▶ PROBLEM DETAILS
Each record must be printed again exactly as given.

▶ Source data
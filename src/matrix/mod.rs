pub mod affine;
pub mod aliases;
mod norm;
mod ops;
mod square;
mod util;
pub mod vector;

use core::ops::{Index, IndexMut};

use crate::traits::Scalar;

/// Fixed-size matrix with `M` rows and `N` columns.
///
/// Storage is column-major: `data[col][row]`.
/// Stack-allocated, no-std compatible. The dimensions are part of the type,
/// so shape mismatches in products and the "non-square determinant" case are
/// compile errors rather than runtime conditions.
///
/// # Examples
///
/// ```
/// use vlk_common::Matrix;
///
/// let a = Matrix::new([[1.0, 2.0], [3.0, 4.0]]);
/// assert_eq!(a[(0, 1)], 2.0);
/// assert_eq!(a.nrows(), 2);
/// assert_eq!(a.ncols(), 2);
///
/// let b: Matrix<f64, 3, 3> = Matrix::identity();
/// assert_eq!(b[(0, 0)], 1.0);
/// assert_eq!(b[(0, 1)], 0.0);
/// ```
#[derive(Debug, Clone, Copy, PartialEq, Eq, Hash)]
pub struct Matrix<T, const M: usize, const N: usize> {
    pub(crate) data: [[T; M]; N],
}

impl<T, const M: usize, const N: usize> Matrix<T, M, N> {
    /// Create a matrix from a row-major 2D array.
    ///
    /// The input is `[[row0], [row1], ...]` (M arrays of N elements each).
    /// Internally transposed to column-major storage. Usable in `const` items.
    #[inline]
    pub const fn new(rows: [[T; N]; M]) -> Self
    where
        T: Copy,
    {
        let init = rows[0][0];
        let mut data: [[T; M]; N] = [[init; M]; N];
        let mut col = 0;
        while col < N {
            let mut row = 0;
            while row < M {
                data[col][row] = rows[row][col];
                row += 1;
            }
            col += 1;
        }
        Self { data }
    }

    /// Create a matrix from `N` columns of `M` elements, the storage layout.
    ///
    /// ```
    /// use vlk_common::Matrix;
    ///
    /// let m = Matrix::from_columns([[1, 2, 3], [4, 5, 6]]);
    /// assert_eq!(m.nrows(), 3);
    /// assert_eq!(m[(2, 0)], 3);
    /// assert_eq!(m[(0, 1)], 4);
    /// ```
    #[inline]
    pub const fn from_columns(data: [[T; M]; N]) -> Self {
        Self { data }
    }

    /// Consume the matrix, returning its columns.
    #[inline]
    pub fn into_columns(self) -> [[T; M]; N] {
        self.data
    }

    /// Number of rows.
    #[inline]
    pub const fn nrows(&self) -> usize {
        M
    }

    /// Number of columns.
    #[inline]
    pub const fn ncols(&self) -> usize {
        N
    }
}

impl<T: Scalar, const M: usize, const N: usize> Matrix<T, M, N> {
    /// Create a matrix filled with zeros.
    pub fn zeros() -> Self {
        Self {
            data: [[T::zero(); M]; N],
        }
    }
}

impl<T: Scalar, const M: usize, const N: usize> Default for Matrix<T, M, N> {
    fn default() -> Self {
        Self::zeros()
    }
}

impl<T: Scalar, const N: usize> Matrix<T, N, N> {
    /// Create an identity matrix (square matrices only).
    pub fn identity() -> Self {
        let mut m = Self::zeros();
        for i in 0..N {
            m.data[i][i] = T::one();
        }
        m
    }
}

// Index by (row, col) tuple
impl<T, const M: usize, const N: usize> Index<(usize, usize)> for Matrix<T, M, N> {
    type Output = T;

    #[inline]
    fn index(&self, (row, col): (usize, usize)) -> &T {
        &self.data[col][row]
    }
}

impl<T, const M: usize, const N: usize> IndexMut<(usize, usize)> for Matrix<T, M, N> {
    #[inline]
    fn index_mut(&mut self, (row, col): (usize, usize)) -> &mut T {
        &mut self.data[col][row]
    }
}

pub use aliases::*;

#[cfg(test)]
mod tests {
    use super::*;

    #[test]
    fn zeros_and_identity() {
        let z: Matrix<f64, 3, 3> = Matrix::zeros();
        assert_eq!(z[(0, 0)], 0.0);
        assert_eq!(z[(2, 2)], 0.0);

        let id: Matrix<f64, 3, 3> = Matrix::identity();
        assert_eq!(id[(0, 0)], 1.0);
        assert_eq!(id[(1, 1)], 1.0);
        assert_eq!(id[(0, 1)], 0.0);
    }

    #[test]
    fn default_is_zero() {
        let d: Matrix<f32, 2, 4> = Matrix::default();
        assert_eq!(d, Matrix::zeros());
    }

    #[test]
    fn new_and_index() {
        let m = Matrix::new([[1.0, 2.0], [3.0, 4.0]]);
        assert_eq!(m[(0, 0)], 1.0);
        assert_eq!(m[(0, 1)], 2.0);
        assert_eq!(m[(1, 0)], 3.0);
        assert_eq!(m[(1, 1)], 4.0);
    }

    #[test]
    fn new_in_const_item() {
        const M: Matrix<f64, 2, 3> = Matrix::new([[1.0, 2.0, 3.0], [4.0, 5.0, 6.0]]);
        assert_eq!(M.data[2], [3.0, 6.0]);
    }

    #[test]
    fn columns_are_storage() {
        let m = Matrix::from_columns([[1, 2], [3, 4]]);
        assert_eq!(m, Matrix::new([[1, 3], [2, 4]]));
        assert_eq!(m.into_columns(), [[1, 2], [3, 4]]);
    }

    #[test]
    fn index_mut() {
        let mut m: Matrix<f64, 2, 2> = Matrix::zeros();
        m[(0, 1)] = 5.0;
        assert_eq!(m[(0, 1)], 5.0);
        assert_eq!(m.data[1][0], 5.0);
    }

    #[test]
    fn non_square() {
        let m: Matrix<f64, 2, 3> = Matrix::zeros();
        assert_eq!(m.nrows(), 2);
        assert_eq!(m.ncols(), 3);
    }

    #[test]
    fn integer_matrix() {
        let m: Matrix<i32, 2, 2> = Matrix::identity();
        assert_eq!(m[(0, 0)], 1);
        assert_eq!(m[(0, 1)], 0);
    }
}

▶ RESPONSE BELOW
filename src/matrix/mod.rs
pub mod affine;
pub mod aliases;
mod norm;
mod ops;
mod square;
mod util;
pub mod vector;

use core::ops::{Index, IndexMut};

use crate::traits::Scalar;

/// Fixed-size matrix with `M` rows and `N` columns.
///
/// Storage is column-major: `data[col][row]`.
/// Stack-allocated, no-std compatible. The dimensions are part of the type,
/// so shape mismatches in products and the "non-square determinant" case are
/// compile errors rather than runtime conditions.
///
/// # Examples
///
/// ```
/// use vlk_common::Matrix;
///
/// let a = Matrix::new([[1.0, 2.0], [3.0, 4.0]]);
/// assert_eq!(a[(0, 1)], 2.0);
/// assert_eq!(a.nrows(), 2);
/// assert_eq!(a.ncols(), 2);
///
/// let b: Matrix<f64, 3, 3> = Matrix::identity();
/// assert_eq!(b[(0, 0)], 1.0);
/// assert_eq!(b[(0, 1)], 0.0);
/// ```
#[derive(Debug, Clone, Copy, PartialEq, Eq, Hash)]
pub struct Matrix<T, const M: usize, const N: usize> {
    pub(crate) data: [[T; M]; N],
}

impl<T, const M: usize, const N: usize> Matrix<T, M, N> {
    /// Create a matrix from a row-major 2D array.
    ///
    /// The input is `[[row0], [row1], ...]` (M arrays of N elements each).
    /// Internally transposed to column-major storage. Usable in `const` items.
    #[inline]
    pub const fn new(rows: [[T; N]; M]) -> Self
    where
        T: Copy,
    {
        let init = rows[0][0];
        let mut data: [[T; M]; N] = [[init; M]; N];
        let mut col = 0;
        while col < N {
            let mut row = 0;
            while row < M {
                data[col][row] = rows[row][col];
                row += 1;
            }
            col += 1;
        }
        Self { data }
    }

    /// Create a matrix from `N` columns of `M` elements, the storage layout.
    ///
    /// ```
    /// use vlk_common::Matrix;
    ///
    /// let m = Matrix::from_columns([[1, 2, 3], [4, 5, 6]]);
    /// assert_eq!(m.nrows(), 3);
    /// assert_eq!(m[(2, 0)], 3);
    /// assert_eq!(m[(0, 1)], 4);
    /// ```
    #[inline]
    pub const fn from_columns(data: [[T; M]; N]) -> Self {
        Self { data }
    }

    /// Consume the matrix, returning its columns.
    #[inline]
    pub fn into_columns(self) -> [[T; M]; N] {
        self.data
    }

    /// Number of rows.
    #[inline]
    pub const fn nrows(&self) -> usize {
        M
    }

    /// Number of columns.
    #[inline]
    pub const fn ncols(&self) -> usize {
        N
    }
}

impl<T: Scalar, const M: usize, const N: usize> Matrix<T, M, N> {
    /// Create a matrix filled with zeros.
    pub fn zeros() -> Self {
        Self {
            data: [[T::zero(); M]; N],
        }
    }
}

impl<T: Scalar, const M: usize, const N: usize> Default for Matrix<T, M, N> {
    fn default() -> Self {
        Self::zeros()
    }
}

impl<T: Scalar, const N: usize> Matrix<T, N, N> {
    /// Create an identity matrix (square matrices only).
    pub fn identity() -> Self {
        let mut m = Self::zeros();
        for i in 0..N {
            m.data[i][i] = T::one();
        }
        m
    }
}

// Index by (row, col) tuple
impl<T, const M: usize, const N: usize> Index<(usize, usize)> for Matrix<T, M, N> {
    type Output = T;

    #[inline]
    fn index(&self, (row, col): (usize, usize)) -> &T {
        &self.data[col][row]
    }
}

impl<T, const M: usize, const N: usize> IndexMut<(usize, usize)> for Matrix<T, M, N> {
    #[inline]
    fn index_mut(&mut self, (row, col): (usize, usize)) -> &mut T {
        &mut self.data[col][row]
    }
}

pub use aliases::*;

#[cfg(test)]
mod tests {
    use super::*;

    #[test]
    fn zeros_and_identity() {
        let z: Matrix<f64, 3, 3> = Matrix::zeros();
        assert_eq!(z[(0, 0)], 0.0);
        assert_eq!(z[(2, 2)], 0.0);

        let id: Matrix<f64, 3, 3> = Matrix::identity();
        assert_eq!(id[(0, 0)], 1.0);
        assert_eq!(id[(1, 1)], 1.0);
        assert_eq!(id[(0, 1)], 0.0);
    }

    #[test]
    fn default_is_zero() {
        let d: Matrix<f32, 2, 4> = Matrix::default();
        assert_eq!(d, Matrix::zeros());
    }

    #[test]
    fn new_and_index() {
        let m = Matrix::new([[1.0, 2.0], [3.0, 4.0]]);
        assert_eq!(m[(0, 0)], 1.0);
        assert_eq!(m[(0, 1)], 2.0);
        assert_eq!(m[(1, 0)], 3.0);
        assert_eq!(m[(1, 1)], 4.0);
    }

    #[test]
    fn new_in_const_item() {
        const M: Matrix<f64, 2, 3> = Matrix::new([[1.0, 2.0, 3.0], [4.0, 5.0, 6.0]]);
        assert_eq!(M.data[2], [3.0, 6.0]);
    }

    #[test]
    fn columns_are_storage() {
        let m = Matrix::from_columns([[1, 2], [3, 4]]);
        assert_eq!(m, Matrix::new([[1, 3], [2, 4]]));
        assert_eq!(m.into_columns(), [[1, 2], [3, 4]]);
    }

    #[test]
    fn index_mut() {
        let mut m: Matrix<f64, 2, 2> = Matrix::zeros();
        m[(0, 1)] = 5.0;
        assert_eq!(m[(0, 1)], 5.0);
        assert_eq!(m.data[1][0], 5.0);
    }

    #[test]
    fn non_square() {
        let m: Matrix<f64, 2, 3> = Matrix::zeros();
        assert_eq!(m.nrows(), 2);
        assert_eq!(m.ncols(), 3);
    }

    #[test]
    fn integer_matrix() {
        let m: Matrix<i32, 2, 2> = Matrix::identity();
        assert_eq!(m[(0, 0)], 1);
        assert_eq!(m[(0, 1)], 0);
    }
}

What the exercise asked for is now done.